Choledochojejunostomy was then performed for patients with bile duct obstruction, and gastrojejunostomy was performed for patients whose duodenal wall was involved by cancer invasion. The uninvolved area of the pancreas occasionally had fibrotic changes (coexisting pancreatitis) and had lost its lobular pattern. Thus, the cancer-free area was macroscopically classified according to whether there was coexisting pancreatitis or not. In addition, for selected patients, the blood flow in the pancreatic cancer tissue was measured by using the hydrogen gas clearance method.19 Briefly, a needle type of electrode was inserted into the cancer tissue and connected to the monitor of the hydrogen-ionization equipment (Unique Medical Co., Tokyo, Japan). After hydrogen gas inhalation, the washout speed of the hydrogen gas was monitored and compared between before and during the injection of AT-II (5 µg/min) via the catheters.

Postoperative Treatments and Follow-Up
Intra-arterial infusion was repeated mainly at our outpatient clinic, weekly or biweekly. While the patient was lying on the bed, a thin needle was punctured into the reservoir placed in the subcutaneous layer of the abdominal wall. Then, a mixture of MTX (50 mg/m2; Lederle Co. Ltd., Tokyo, Japan) and AT-II (10 µg) dissolved in 20 mL of physiologic saline was infused continuously within 30 minutes by using an infusion pump (Syringe Pump; Terumo Co. Ltd., Tokyo, Japan). When the infusion was finished, the inner lumen of the catheter and reservoir were filled with heparin solution (1000 U/mL), and the needle was withdrawn. Two hours later, an intravenous bolus infusion of 5-fluorouracil (500 mg/m2) was performed. After this intravenous infusion was finished, the patient returned home and received oral administration of citrovorum factor (leucovorin 30 mg) for 1 day.

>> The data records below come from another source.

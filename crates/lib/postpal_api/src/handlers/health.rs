//! Health endpoint — bootstrap check.

use axum::Json;
use axum::extract::State;

use crate::AppState;
use crate::error::AppResult;
use crate::models::HealthResponse;

/// `GET /health` — reports service identity and DB connectivity.
pub async fn health_handler(State(state): State<AppState>) -> AppResult<Json<HealthResponse>> {
    let db_connected = sqlx::query("SELECT 1").execute(&state.pool).await.is_ok();

    Ok(Json(HealthResponse {
        service: "postpal".into(),
        version: postpal_core::version().into(),
        db_connected,
    }))
}
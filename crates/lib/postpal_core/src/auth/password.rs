//! Password hashing via bcrypt.

use super::AuthError;

/// bcrypt cost factor.
const BCRYPT_COST: u32 = 10;

/// Hash a password with bcrypt (cost 10). Each call salts freshly, so two
/// hashes of the same plaintext differ.
pub fn hash_password(password: &str) -> Result<String, AuthError> {
    bcrypt::hash(password, BCRYPT_COST)
        .map_err(|e| AuthError::Internal(format!("bcrypt hash: {e}")))
}

/// Verify a password against a bcrypt hash.
pub fn verify_password(password: &str, hash: &str) -> Result<bool, AuthError> {
    bcrypt::verify(password, hash).map_err(|e| AuthError::Internal(format!("bcrypt verify: {e}")))
}

#[cfg(test)]
mod tests {
    use super::*;

    #[test]
    fn hash_then_verify_roundtrip() {
        let digest = hash_password("correct horse battery staple").unwrap();
        assert!(verify_password("correct horse battery staple", &digest).unwrap());
        assert!(!verify_password("incorrect horse", &digest).unwrap());
    }

    #[test]
    fn same_password_hashes_differently() {
        let a = hash_password("hunter2").unwrap();
        let b = hash_password("hunter2").unwrap();
        assert_ne!(a, b);
        assert!(verify_password("hunter2", &a).unwrap());
        assert!(verify_password("hunter2", &b).unwrap());
    }

    #[test]
    fn malformed_digest_is_an_error_not_a_panic() {
        assert!(verify_password("anything", "not-a-bcrypt-digest").is_err());
    }
}
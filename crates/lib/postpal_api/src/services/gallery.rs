//! Gallery service — image upload and listing.

use sqlx::PgPool;
use tracing::info;
use uuid::Uuid;

use crate::error::{AppError, AppResult};
use crate::models::{GalleryImage, GalleryResponse, ImageSummary, UploadResponse};

/// Title used when the client omits one.
const DEFAULT_TITLE: &str = "Untitled";

/// Validate and store an uploaded data-URL image.
pub async fn upload(
    pool: &PgPool,
    user_id: Uuid,
    title: Option<&str>,
    image: Option<&str>,
) -> AppResult<UploadResponse> {
    let image = image
        .filter(|s| !s.is_empty())
        .ok_or_else(|| AppError::Validation("Image data is required".into()))?;

    let parsed = postpal_core::gallery::data_url::parse_data_url(image)?;
    let title = title.filter(|t| !t.is_empty()).unwrap_or(DEFAULT_TITLE);

    let record = postpal_core::gallery::queries::insert_image(
        pool,
        user_id,
        title,
        &parsed.payload,
        &parsed.content_type,
    )
    .await?;

    info!(%user_id, image_id = %record.id, content_type = %record.content_type, "image uploaded");
    Ok(UploadResponse {
        message: "Image uploaded successfully".into(),
        image: ImageSummary {
            id: record.id.to_string(),
            title: record.title,
        },
    })
}

/// List the authenticated user's images, newest first.
pub async fn list(pool: &PgPool, user_id: Uuid) -> AppResult<GalleryResponse> {
    let records = postpal_core::gallery::queries::list_images(pool, user_id).await?;
    let images = records
        .into_iter()
        .map(|r| GalleryImage {
            id: r.id.to_string(),
            title: r.title,
            data: r.data,
            content_type: r.content_type,
            created_at: r.created_at,
        })
        .collect();
    Ok(GalleryResponse { images })
}
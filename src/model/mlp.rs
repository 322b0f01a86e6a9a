use super::{softmax_cross_entropy, Forward, Model};
use crate::autodiff::{Tape, Var};
use crate::error::NewtonError;
use ndarray::{Array2, ArrayView2};
use rand::rngs::StdRng;
use rand::{Rng, SeedableRng};
use serde_derive::{Deserialize, Serialize};

/// Hidden-layer nonlinearity
#[derive(Debug, Clone, Copy, PartialEq, Eq, Serialize, Deserialize)]
#[serde(rename_all = "lowercase")]
pub enum Activation {
    Tanh,
    Identity,
}

/// Fully-connected classifier trained with softmax cross-entropy
///
/// Parameters are stored as `[W1, b1, W2, b2, ...]` with `Wk` of shape
/// `(fan_in, fan_out)` and `bk` of shape `(1, fan_out)`. The activation is applied
/// after every layer except the last, which produces the logits.
#[derive(Debug, Clone)]
pub struct Mlp {
    params: Vec<Array2<f64>>,
    activation: Activation,
}

impl Mlp {
    /// Glorot-uniform weights and zero biases for the given layer widths
    pub fn new(layers: &[usize], activation: Activation, seed: u64) -> Result<Self, NewtonError> {
        if layers.len() < 2 || layers.iter().any(|&width| width == 0) {
            return Err(NewtonError::precondition(format!(
                "an MLP needs at least two non-empty layers, got {:?}",
                layers
            )));
        }
        let mut rng = StdRng::seed_from_u64(seed);
        let mut params = Vec::with_capacity(2 * (layers.len() - 1));
        for pair in layers.windows(2) {
            let (fan_in, fan_out) = (pair[0], pair[1]);
            let limit = (6.0 / (fan_in + fan_out) as f64).sqrt();
            params.push(Array2::from_shape_fn((fan_in, fan_out), |_| {
                rng.random_range(-limit..limit)
            }));
            params.push(Array2::zeros((1, fan_out)));
        }
        Ok(Self { params, activation })
    }

    /// Build from explicit `[W1, b1, W2, b2, ...]` tensors
    pub fn from_parameters(
        params: Vec<Array2<f64>>,
        activation: Activation,
    ) -> Result<Self, NewtonError> {
        if params.is_empty() || params.len() % 2 != 0 {
            return Err(NewtonError::precondition(format!(
                "expected weight/bias pairs, got {} tensors",
                params.len()
            )));
        }
        let mut fan_in = params[0].nrows();
        for (layer, pair) in params.chunks(2).enumerate() {
            let (weight, bias) = (&pair[0], &pair[1]);
            if weight.nrows() != fan_in {
                return Err(NewtonError::dimension(format!(
                    "layer {} weight has {} rows, previous layer has width {}",
                    layer,
                    weight.nrows(),
                    fan_in
                )));
            }
            if bias.dim() != (1, weight.ncols()) {
                return Err(NewtonError::dimension(format!(
                    "layer {} bias has shape {:?}, expected (1, {})",
                    layer,
                    bias.dim(),
                    weight.ncols()
                )));
            }
            fan_in = weight.ncols();
        }
        Ok(Self { params, activation })
    }

    /// Widths of the input, hidden and output layers
    pub fn layer_sizes(&self) -> Vec<usize> {
        let mut sizes = vec![self.params[0].nrows()];
        sizes.extend(self.params.chunks(2).map(|pair| pair[0].ncols()));
        sizes
    }
}

impl Model for Mlp {
    fn parameters(&self) -> &[Array2<f64>] {
        &self.params
    }

    fn parameters_mut(&mut self) -> &mut [Array2<f64>] {
        &mut self.params
    }

    fn input_dim(&self) -> usize {
        self.params[0].nrows()
    }

    fn output_dim(&self) -> usize {
        self.params[self.params.len() - 1].ncols()
    }

    fn forward(
        &self,
        tape: &mut Tape,
        params: &[Var],
        inputs: ArrayView2<f64>,
        labels: ArrayView2<f64>,
    ) -> Forward {
        let depth = params.len() / 2;
        let mut hidden = tape.leaf(inputs.to_owned());
        for (layer, pair) in params.chunks(2).enumerate() {
            let z = tape.matmul(hidden, pair[0]);
            let rows = tape.shape(z).0;
            let bias = tape.broadcast_rows(pair[1], rows);
            let z = tape.add(z, bias);
            hidden = match self.activation {
                Activation::Tanh if layer + 1 < depth => tape.tanh(z),
                _ => z,
            };
        }
        let labels = tape.leaf(labels.to_owned());
        let loss = softmax_cross_entropy(tape, hidden, labels);
        Forward {
            outputs: hidden,
            loss,
        }
    }
}
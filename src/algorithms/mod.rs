pub mod cg;
pub mod minibatch;
pub mod newton;

pub use cg::{CgOutcome, CgState, CgStop};
pub use minibatch::{Accumulator, Mode};
pub use newton::{
    armijo_accepts, backtracking, predicted_reduction, update_damping, LineSearchResult,
    LineSearchStatus, LineSearchTarget, NewtonCG,
};
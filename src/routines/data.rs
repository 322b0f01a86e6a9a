use crate::error::NewtonError;
use eyre::{Result, WrapErr};
use ndarray::{s, Array2, ArrayView2, Axis};
use ndarray_csv::Array2Reader;
use rand::Rng;
use std::path::Path;

/// Inputs and one-hot labels, one sample per row
#[derive(Debug, Clone, PartialEq)]
pub struct Dataset {
    inputs: Array2<f64>,
    labels: Array2<f64>,
}

impl Dataset {
    pub fn new(inputs: Array2<f64>, labels: Array2<f64>) -> Result<Self, NewtonError> {
        if inputs.nrows() != labels.nrows() {
            return Err(NewtonError::precondition(format!(
                "{} input rows but {} label rows",
                inputs.nrows(),
                labels.nrows()
            )));
        }
        Ok(Self { inputs, labels })
    }

    /// Build from integer class labels
    pub fn from_classes(
        inputs: Array2<f64>,
        classes: &[usize],
        num_classes: usize,
    ) -> Result<Self, NewtonError> {
        let labels = one_hot(classes, num_classes)?;
        Self::new(inputs, labels)
    }

    pub fn len(&self) -> usize {
        self.inputs.nrows()
    }

    pub fn is_empty(&self) -> bool {
        self.len() == 0
    }

    pub fn inputs(&self) -> &Array2<f64> {
        &self.inputs
    }

    pub fn labels(&self) -> &Array2<f64> {
        &self.labels
    }

    pub fn num_features(&self) -> usize {
        self.inputs.ncols()
    }

    pub fn num_classes(&self) -> usize {
        self.labels.ncols()
    }

    /// Contiguous chunks of at most `bsize` samples, the last one possibly shorter
    pub fn chunks(
        &self,
        bsize: usize,
    ) -> impl Iterator<Item = (ArrayView2<'_, f64>, ArrayView2<'_, f64>)> + '_ {
        self.inputs
            .axis_chunks_iter(Axis(0), bsize)
            .zip(self.labels.axis_chunks_iter(Axis(0), bsize))
    }

    pub fn select(&self, indices: &[usize]) -> Dataset {
        Dataset {
            inputs: self.inputs.select(Axis(0), indices),
            labels: self.labels.select(Axis(0), indices),
        }
    }

    /// Draw `size` distinct samples uniformly at random
    pub fn subsample<R: Rng + ?Sized>(&self, rng: &mut R, size: usize) -> Result<Dataset, NewtonError> {
        if size > self.len() {
            return Err(NewtonError::precondition(format!(
                "cannot draw {} samples without replacement from {}",
                size,
                self.len()
            )));
        }
        let indices = rand::seq::index::sample(rng, self.len(), size).into_vec();
        Ok(self.select(&indices))
    }
}

/// One row per class index with a single 1.0 in that column
pub fn one_hot(classes: &[usize], num_classes: usize) -> Result<Array2<f64>, NewtonError> {
    let mut labels = Array2::zeros((classes.len(), num_classes));
    for (row, &class) in classes.iter().enumerate() {
        if class >= num_classes {
            return Err(NewtonError::precondition(format!(
                "label {} in row {} is outside 0..{}",
                class, row, num_classes
            )));
        }
        labels[[row, class]] = 1.0;
    }
    Ok(labels)
}

/// Read a dataset from a CSV file with a header row
///
/// The last column holds the integer class label, every other column is a feature.
pub fn read_csv(path: impl AsRef<Path>, num_classes: usize) -> Result<Dataset> {
    let path = path.as_ref();
    let mut reader = csv::ReaderBuilder::new()
        .has_headers(true)
        .from_path(path)
        .wrap_err_with(|| format!("Failed to open data file {:?}", path))?;
    let table: Array2<f64> = reader
        .deserialize_array2_dynamic()
        .wrap_err_with(|| format!("Failed to parse data file {:?}", path))?;

    if table.ncols() < 2 {
        eyre::bail!(
            "{:?} needs at least one feature column and a label column",
            path
        );
    }
    let label_col = table.ncols() - 1;
    let mut classes = Vec::with_capacity(table.nrows());
    for (row, &value) in table.column(label_col).iter().enumerate() {
        if value < 0.0 || value.fract() != 0.0 {
            eyre::bail!("Row {} of {:?} has a non-integer label {}", row, path, value);
        }
        classes.push(value as usize);
    }
    let inputs = table.slice(s![.., ..label_col]).to_owned();
    let dataset = Dataset::from_classes(inputs, &classes, num_classes)?;
    tracing::debug!(
        "Read {} samples with {} features from {:?}",
        dataset.len(),
        dataset.num_features(),
        path
    );
    Ok(dataset)
}
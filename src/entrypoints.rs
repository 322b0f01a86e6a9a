use crate::algorithms::NewtonCG;
use crate::logger;
use crate::model::Model;
use crate::routines::checkpoint::JsonCheckpoint;
use crate::routines::data::read_csv;
use crate::routines::output::FitResult;
use crate::routines::settings::{read_settings, write_settings_to_file, Settings};

use eyre::{Result, WrapErr};
use std::path::Path;
use std::time::Instant;

/// Primary entrypoint for training
///
/// Reads the settings file at `settings_path`, sets up logging and trains `model`, see [fit].
pub fn start<M: Model>(model: M, settings_path: impl AsRef<Path>) -> Result<(M, FitResult)> {
    let settings = read_settings(settings_path)?;
    logger::setup_log(&settings)?;
    fit(model, &settings)
}

/// Train `model` with the given settings
///
/// The datasets are read from the CSV files named in `settings.data`. The effective
/// settings are written to `settings.json`, the iteration trace to `iterations.csv`
/// and the checkpoint to `settings.output.model`, all inside `settings.output.path`.
pub fn fit<M: Model>(model: M, settings: &Settings) -> Result<(M, FitResult)> {
    let now = Instant::now();
    tracing::info!("Starting Newton-CG");
    settings.newton.validate()?;

    let output = Path::new(&settings.output.path);
    write_settings_to_file(settings, output)?;
    tracing::info!("Output files will be written to {}", settings.output.path);

    // Read input data
    let train = read_csv(&settings.data.train, settings.data.num_classes)
        .wrap_err("Failed to read the training set")?;
    tracing::info!(
        "Training set contains {} samples with {} features",
        train.len(),
        train.num_features()
    );
    let val = match &settings.data.validation {
        Some(path) => {
            let val = read_csv(path, settings.data.num_classes)
                .wrap_err("Failed to read the validation set")?;
            tracing::info!("Validation set contains {} samples", val.len());
            Some(val)
        }
        None => None,
    };

    let model_path = output.join(&settings.output.model);
    let mut checkpoint = JsonCheckpoint::new();
    let mut optimizer = NewtonCG::new(model, settings.newton.clone())?;
    let result = optimizer.fit(&train, val.as_ref(), &mut checkpoint, &model_path)?;

    result.log.write(&settings.output.path)?;
    tracing::info!(
        "Newton-CG finished in {:.2?} with status: {}",
        now.elapsed(),
        result.status
    );
    Ok((optimizer.into_model(), result))
}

Before each infusion therapy, the patients received routine physical examinations with an aid of ultrasonography. The blood sampling was performed monthly to determine the complete blood count, plasma carcinoembryonic antigen (CEA) level, CA 19-9 level, liver function tests (aspartate aminotransferase, alanine aminotransferase, alkaline phosphatase, cholesterol, lactate dehydrogenase, prothrombin time, and hepaplastin test), electrolytes, glucose, and so on. Computed tomography was routinely performed every 2 months to determine the size of the primary pancreatic tumor and to search for new lesions in the liver or other surrounding organs. The chest x-ray, bone or brain scintillation, and magnetic resonance imaging were also added as needed, such as when patients complained of symptoms that suggested lung, bone, or brain metastasis. A partial response (PR) was defined as a decrease >50% in the product of the greatest perpendicular dimension of lesions for at least 4 weeks. Minor response (MR) was defined as a decrease of at least 25% but <50% in the product of the greatest perpendicular dimension of lesions for at least 4 weeks. No change (NC) was defined as <50% reduction and <25% increase of local tumor lesions lasting for at least 8 weeks. Progressive disease (PD) was defined as an increase of at least 25% in the greatest perpendicular dimension of lesions or the appearance of any new manifestations of disease.

The degree of toxicity was determined according to the World Health Organization criteria,20 and the treatment was interrupted when an acute toxicity worse than grade 3 was observed. In addition, our intra-arterial infusion was abandoned when (1) local tumor progression (PD) was observed with or without distant metastasis, (2) the general condition took a turn for the worse because of rapid growth of distant metastasis, or (3) the catheter became occluded or dislocated.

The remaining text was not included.